Task to complete: Pull out each line of the records holding the string "NotFound".

[Saved entries]
+++

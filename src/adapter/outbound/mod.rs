//! Outbound adapters (driven side).

pub mod agent;
pub mod json;
//! Inbound adapters (driving side): the Telegram bot and the CLI.

pub mod cli;
pub mod telegram;
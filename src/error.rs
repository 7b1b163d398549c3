use std::path::PathBuf;
use std::time::Duration;

use thiserror::Error;

use crate::domain::identity::CallerId;

/// Configuration-related errors with structured variants.
#[derive(Error, Debug)]
pub enum ConfigError {
    #[error("missing required field: {field}")]
    MissingField { field: &'static str },

    #[error("invalid value for {field}: {reason}")]
    InvalidValue { field: &'static str, reason: String },

    #[error("failed to read config file: {0}")]
    ReadFile(#[source] std::io::Error),

    #[error("failed to parse config: {0}")]
    Parse(#[source] toml::de::Error),
}

/// Failures reading or writing the durable registry document.
#[derive(Error, Debug)]
pub enum StoreError {
    #[error("failed to read registry file {path}: {source}")]
    Read {
        path: PathBuf,
        #[source]
        source: std::io::Error,
    },

    #[error("failed to write registry file {path}: {source}")]
    Write {
        path: PathBuf,
        #[source]
        source: std::io::Error,
    },

    #[error("registry file {path} is corrupt: {source}")]
    Corrupt {
        path: PathBuf,
        #[source]
        source: serde_json::Error,
    },

    #[error("registry file {path} holds an invalid entry `{name}`: {reason}")]
    InvalidEntry {
        path: PathBuf,
        name: String,
        reason: String,
    },
}

/// Registry record errors.
#[derive(Error, Debug)]
pub enum RegistryError {
    #[error("invalid server name `{name}`: {reason}")]
    InvalidName { name: String, reason: &'static str },

    #[error("server `{0}` already exists")]
    DuplicateName(String),

    #[error("invalid address `{address}`: {reason}")]
    InvalidAddress { address: String, reason: String },

    #[error("server `{0}` not found")]
    NotFound(String),

    #[error("failed to persist registry: {0}")]
    Persistence(#[from] StoreError),
}

/// Failures talking to the agent on a managed server.
#[derive(Error, Debug, Clone, PartialEq, Eq)]
pub enum ControlError {
    #[error("no answer from {address} within {}s", after.as_secs())]
    Timeout { address: String, after: Duration },

    #[error("{address} is unreachable: {reason}")]
    Unreachable { address: String, reason: String },

    #[error("{address} rejected the request with status {status}")]
    Rejected { address: String, status: u16 },

    #[error("request to {address} failed: {reason}")]
    Transport { address: String, reason: String },

    #[error("unexpected response from {address}: {reason}")]
    InvalidResponse { address: String, reason: String },
}

/// A command from a caller outside the authorized set.
///
/// Only ever logged; the caller never sees it.
#[derive(Error, Debug, Clone, Copy, PartialEq, Eq)]
#[error("caller {0} is not authorized")]
pub struct Unauthorized(pub CallerId);

/// Crate-wide error.
#[derive(Error, Debug)]
pub enum Error {
    #[error(transparent)]
    Config(#[from] ConfigError),

    #[error(transparent)]
    Registry(#[from] RegistryError),

    #[error(transparent)]
    Control(#[from] ControlError),

    #[error(transparent)]
    Store(#[from] StoreError),

    #[error("HTTP error: {0}")]
    Http(#[from] reqwest::Error),
}

pub type Result<T> = std::result::Result<T, Error>;

#[cfg(test)]
mod tests {
    use super::*;

    #[test]
    fn registry_errors_render_the_server_name() {
        assert_eq!(
            RegistryError::DuplicateName("db1".into()).to_string(),
            "server `db1` already exists"
        );
        assert_eq!(
            RegistryError::NotFound("db1".into()).to_string(),
            "server `db1` not found"
        );
    }

    #[test]
    fn timeout_renders_whole_seconds() {
        let err = ControlError::Timeout {
            address: "10.0.0.5:5432".into(),
            after: Duration::from_secs(5),
        };
        assert_eq!(err.to_string(), "no answer from 10.0.0.5:5432 within 5s");
    }

    #[test]
    fn wrapped_errors_are_transparent() {
        let err: Error = RegistryError::NotFound("web".into()).into();
        assert_eq!(err.to_string(), "server `web` not found");
    }
}
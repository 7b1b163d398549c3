//! Caller whitelist for Telegram command handling.

use std::future::Future;

use tracing::warn;

use super::command::{command_help, parse_command, CommandParseError};
use super::control::BotControl;
use crate::domain::{AuthorizedCallers, CallerId};

/// Run `handler` only if `caller` is on the whitelist.
///
/// Denied callers get no reply and the handler is never polled.
pub async fn guarded<F, Fut>(
    caller: Option<CallerId>,
    callers: &AuthorizedCallers,
    handler: F,
) -> Option<String>
where
    F: FnOnce() -> Fut,
    Fut: Future<Output = Option<String>>,
{
    if !is_authorized_caller(caller, callers) {
        return None;
    }
    handler().await
}

/// Process a message and return a response if it's an authorized command.
///
/// Returns `None` for:
/// - Messages from callers outside the whitelist, or with no sender
/// - Messages that are not commands (don't start with `/`)
///
/// Returns `Some(response)` for:
/// - Valid commands from an authorized caller
/// - Invalid commands (with error message and help)
pub async fn command_response_for_message(
    text: &str,
    caller: Option<CallerId>,
    callers: &AuthorizedCallers,
    control: &BotControl,
) -> Option<String> {
    guarded(caller, callers, || async move {
        match parse_command(text) {
            Ok(command) => Some(control.execute(command).await),
            Err(CommandParseError::NotACommand) => None,
            Err(err) => Some(format!("Invalid command: {err}\n\n{}", command_help())),
        }
    })
    .await
}

fn is_authorized_caller(caller: Option<CallerId>, callers: &AuthorizedCallers) -> bool {
    let Some(caller) = caller else {
        warn!("Ignoring Telegram message without a sender");
        return false;
    };

    match callers.authorize(caller) {
        Ok(()) => true,
        Err(denied) => {
            warn!(
                user_id = denied.0.get(),
                "Ignoring Telegram message from unauthorized user"
            );
            false
        }
    }
}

+++

Task response:
    NotFound(String),
            RegistryError::NotFound("db1".into()).to_string(),
        let err: Error = RegistryError::NotFound("web".into()).into();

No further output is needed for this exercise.